⟨

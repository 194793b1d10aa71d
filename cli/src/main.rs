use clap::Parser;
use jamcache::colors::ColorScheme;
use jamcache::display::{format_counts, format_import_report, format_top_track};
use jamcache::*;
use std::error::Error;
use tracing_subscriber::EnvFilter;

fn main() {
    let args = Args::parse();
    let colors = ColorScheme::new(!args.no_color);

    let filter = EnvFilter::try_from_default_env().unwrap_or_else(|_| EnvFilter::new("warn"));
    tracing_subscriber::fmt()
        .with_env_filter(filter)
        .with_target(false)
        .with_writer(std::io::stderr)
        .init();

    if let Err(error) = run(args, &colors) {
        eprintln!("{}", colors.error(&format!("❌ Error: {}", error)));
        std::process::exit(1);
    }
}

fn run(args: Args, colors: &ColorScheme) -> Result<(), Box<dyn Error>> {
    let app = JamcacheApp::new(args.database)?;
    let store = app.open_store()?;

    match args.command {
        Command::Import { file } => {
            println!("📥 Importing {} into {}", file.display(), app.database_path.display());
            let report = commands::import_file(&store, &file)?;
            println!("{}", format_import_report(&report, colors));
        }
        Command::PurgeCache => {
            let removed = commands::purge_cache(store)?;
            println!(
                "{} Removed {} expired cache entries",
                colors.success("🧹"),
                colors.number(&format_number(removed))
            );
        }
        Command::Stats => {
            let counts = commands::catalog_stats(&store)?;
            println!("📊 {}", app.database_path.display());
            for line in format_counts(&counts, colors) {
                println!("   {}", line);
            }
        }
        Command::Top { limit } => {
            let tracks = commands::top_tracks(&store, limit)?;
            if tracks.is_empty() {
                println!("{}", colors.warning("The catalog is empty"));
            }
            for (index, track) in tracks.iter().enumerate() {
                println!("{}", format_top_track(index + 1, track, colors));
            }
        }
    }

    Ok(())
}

⟩
⟨

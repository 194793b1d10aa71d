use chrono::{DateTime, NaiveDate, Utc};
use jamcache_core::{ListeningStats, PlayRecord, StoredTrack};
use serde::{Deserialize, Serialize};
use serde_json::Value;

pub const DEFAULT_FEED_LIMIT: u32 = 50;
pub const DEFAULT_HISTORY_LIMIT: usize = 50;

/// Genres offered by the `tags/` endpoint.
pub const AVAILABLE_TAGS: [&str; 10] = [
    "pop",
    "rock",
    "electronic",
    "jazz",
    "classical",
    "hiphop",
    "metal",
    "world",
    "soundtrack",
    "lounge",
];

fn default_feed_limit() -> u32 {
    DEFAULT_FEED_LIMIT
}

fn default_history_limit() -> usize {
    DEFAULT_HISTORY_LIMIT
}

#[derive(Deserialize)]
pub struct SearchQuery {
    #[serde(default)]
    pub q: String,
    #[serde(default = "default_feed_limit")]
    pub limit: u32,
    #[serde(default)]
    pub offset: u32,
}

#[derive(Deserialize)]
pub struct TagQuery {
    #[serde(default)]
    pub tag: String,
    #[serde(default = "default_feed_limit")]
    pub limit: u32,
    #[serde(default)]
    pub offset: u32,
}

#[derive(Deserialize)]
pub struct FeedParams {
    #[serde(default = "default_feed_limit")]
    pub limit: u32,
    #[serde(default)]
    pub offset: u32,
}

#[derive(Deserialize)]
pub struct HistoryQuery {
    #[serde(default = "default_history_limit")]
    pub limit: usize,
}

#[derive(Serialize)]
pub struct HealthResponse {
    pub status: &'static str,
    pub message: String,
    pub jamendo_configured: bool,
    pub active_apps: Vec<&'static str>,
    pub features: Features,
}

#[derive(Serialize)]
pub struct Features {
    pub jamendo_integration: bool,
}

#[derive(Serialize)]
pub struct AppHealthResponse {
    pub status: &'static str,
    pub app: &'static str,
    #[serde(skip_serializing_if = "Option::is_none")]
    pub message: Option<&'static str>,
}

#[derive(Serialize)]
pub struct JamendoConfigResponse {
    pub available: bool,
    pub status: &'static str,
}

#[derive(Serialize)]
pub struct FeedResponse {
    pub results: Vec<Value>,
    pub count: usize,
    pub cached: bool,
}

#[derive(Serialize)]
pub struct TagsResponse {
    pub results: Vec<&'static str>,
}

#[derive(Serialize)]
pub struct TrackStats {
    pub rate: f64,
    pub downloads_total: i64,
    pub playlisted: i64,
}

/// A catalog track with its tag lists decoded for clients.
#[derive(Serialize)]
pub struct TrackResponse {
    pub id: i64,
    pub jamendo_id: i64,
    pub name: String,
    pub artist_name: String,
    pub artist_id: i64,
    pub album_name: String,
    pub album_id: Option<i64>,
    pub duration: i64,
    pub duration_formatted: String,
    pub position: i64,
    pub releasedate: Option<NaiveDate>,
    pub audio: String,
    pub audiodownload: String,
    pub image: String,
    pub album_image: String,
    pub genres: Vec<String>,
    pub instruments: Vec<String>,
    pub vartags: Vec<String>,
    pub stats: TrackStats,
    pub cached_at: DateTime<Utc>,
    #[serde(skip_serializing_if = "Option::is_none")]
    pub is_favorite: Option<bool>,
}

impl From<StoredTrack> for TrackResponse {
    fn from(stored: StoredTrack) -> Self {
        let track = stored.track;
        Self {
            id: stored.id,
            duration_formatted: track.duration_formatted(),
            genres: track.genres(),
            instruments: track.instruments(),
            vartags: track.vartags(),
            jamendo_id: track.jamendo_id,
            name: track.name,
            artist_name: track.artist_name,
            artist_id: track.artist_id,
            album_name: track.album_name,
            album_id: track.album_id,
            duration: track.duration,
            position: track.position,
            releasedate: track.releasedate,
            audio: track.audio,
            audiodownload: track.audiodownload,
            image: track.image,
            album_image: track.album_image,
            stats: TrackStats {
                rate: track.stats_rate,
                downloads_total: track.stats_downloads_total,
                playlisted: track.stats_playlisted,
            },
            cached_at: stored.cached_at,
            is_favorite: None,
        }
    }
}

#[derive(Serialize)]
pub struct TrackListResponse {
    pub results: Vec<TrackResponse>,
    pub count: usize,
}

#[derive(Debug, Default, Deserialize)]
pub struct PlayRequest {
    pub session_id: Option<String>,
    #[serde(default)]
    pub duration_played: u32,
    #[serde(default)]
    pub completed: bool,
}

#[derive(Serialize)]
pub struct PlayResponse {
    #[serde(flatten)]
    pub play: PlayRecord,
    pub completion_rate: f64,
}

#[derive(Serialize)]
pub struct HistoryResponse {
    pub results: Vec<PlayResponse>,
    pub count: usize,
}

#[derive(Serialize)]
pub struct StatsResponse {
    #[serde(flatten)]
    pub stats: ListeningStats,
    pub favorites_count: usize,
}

⟩
⟨

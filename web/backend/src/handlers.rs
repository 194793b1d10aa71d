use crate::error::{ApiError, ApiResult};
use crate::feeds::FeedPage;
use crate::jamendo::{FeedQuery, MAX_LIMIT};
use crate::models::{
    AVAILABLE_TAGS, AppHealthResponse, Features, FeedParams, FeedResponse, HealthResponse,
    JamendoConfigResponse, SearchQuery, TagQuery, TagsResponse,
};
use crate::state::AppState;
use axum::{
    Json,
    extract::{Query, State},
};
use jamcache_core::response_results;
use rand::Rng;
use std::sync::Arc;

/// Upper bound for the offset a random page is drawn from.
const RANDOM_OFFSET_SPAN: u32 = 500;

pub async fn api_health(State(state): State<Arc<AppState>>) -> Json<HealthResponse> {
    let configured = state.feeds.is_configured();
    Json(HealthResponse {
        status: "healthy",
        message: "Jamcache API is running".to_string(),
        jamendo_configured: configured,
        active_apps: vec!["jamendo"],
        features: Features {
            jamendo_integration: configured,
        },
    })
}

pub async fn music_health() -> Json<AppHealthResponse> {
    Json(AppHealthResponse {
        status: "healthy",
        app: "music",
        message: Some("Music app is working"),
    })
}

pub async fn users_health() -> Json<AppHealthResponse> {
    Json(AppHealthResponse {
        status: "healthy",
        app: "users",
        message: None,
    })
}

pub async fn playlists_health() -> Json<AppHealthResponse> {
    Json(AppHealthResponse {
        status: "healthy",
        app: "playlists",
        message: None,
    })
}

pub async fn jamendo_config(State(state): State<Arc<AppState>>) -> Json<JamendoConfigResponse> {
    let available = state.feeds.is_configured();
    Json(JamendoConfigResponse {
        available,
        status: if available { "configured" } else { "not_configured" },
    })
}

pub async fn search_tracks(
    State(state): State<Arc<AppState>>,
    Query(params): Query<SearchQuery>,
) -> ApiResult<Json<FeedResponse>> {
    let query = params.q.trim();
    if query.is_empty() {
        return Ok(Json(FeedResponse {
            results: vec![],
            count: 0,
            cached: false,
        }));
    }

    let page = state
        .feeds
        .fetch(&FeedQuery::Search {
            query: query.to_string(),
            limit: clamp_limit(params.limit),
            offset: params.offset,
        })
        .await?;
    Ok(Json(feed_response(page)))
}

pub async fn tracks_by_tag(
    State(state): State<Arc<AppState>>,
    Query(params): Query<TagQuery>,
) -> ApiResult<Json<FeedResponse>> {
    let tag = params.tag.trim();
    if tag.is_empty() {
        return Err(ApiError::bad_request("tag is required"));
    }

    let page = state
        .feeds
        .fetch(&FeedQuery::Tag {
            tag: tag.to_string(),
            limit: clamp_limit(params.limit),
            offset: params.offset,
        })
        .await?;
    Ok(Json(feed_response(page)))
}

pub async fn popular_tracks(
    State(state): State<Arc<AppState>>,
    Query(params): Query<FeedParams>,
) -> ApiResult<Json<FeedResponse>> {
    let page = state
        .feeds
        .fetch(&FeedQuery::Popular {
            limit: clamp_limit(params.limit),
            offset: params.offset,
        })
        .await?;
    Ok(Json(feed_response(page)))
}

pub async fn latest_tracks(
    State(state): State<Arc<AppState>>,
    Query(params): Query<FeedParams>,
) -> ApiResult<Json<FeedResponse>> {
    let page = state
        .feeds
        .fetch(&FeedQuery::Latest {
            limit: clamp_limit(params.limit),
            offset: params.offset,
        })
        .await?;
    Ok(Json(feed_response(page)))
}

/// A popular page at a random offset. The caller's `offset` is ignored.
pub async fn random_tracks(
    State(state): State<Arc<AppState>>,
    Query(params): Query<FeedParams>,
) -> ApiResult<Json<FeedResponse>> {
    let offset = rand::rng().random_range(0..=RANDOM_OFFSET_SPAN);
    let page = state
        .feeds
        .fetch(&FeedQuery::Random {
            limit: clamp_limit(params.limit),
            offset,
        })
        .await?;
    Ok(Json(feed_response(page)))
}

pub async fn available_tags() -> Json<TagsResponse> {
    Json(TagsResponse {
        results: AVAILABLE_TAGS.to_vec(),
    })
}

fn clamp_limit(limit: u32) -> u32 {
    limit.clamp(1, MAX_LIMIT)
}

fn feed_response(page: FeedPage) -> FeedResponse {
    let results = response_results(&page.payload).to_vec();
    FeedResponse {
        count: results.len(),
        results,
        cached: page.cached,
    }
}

⟩

◆ Task prompt ◆
Only lines of the material that contain the word "FeedPage" belong in the answer; copy each one.

◆ Response ◆
use crate::feeds::FeedPage;
fn feed_response(page: FeedPage) -> FeedResponse {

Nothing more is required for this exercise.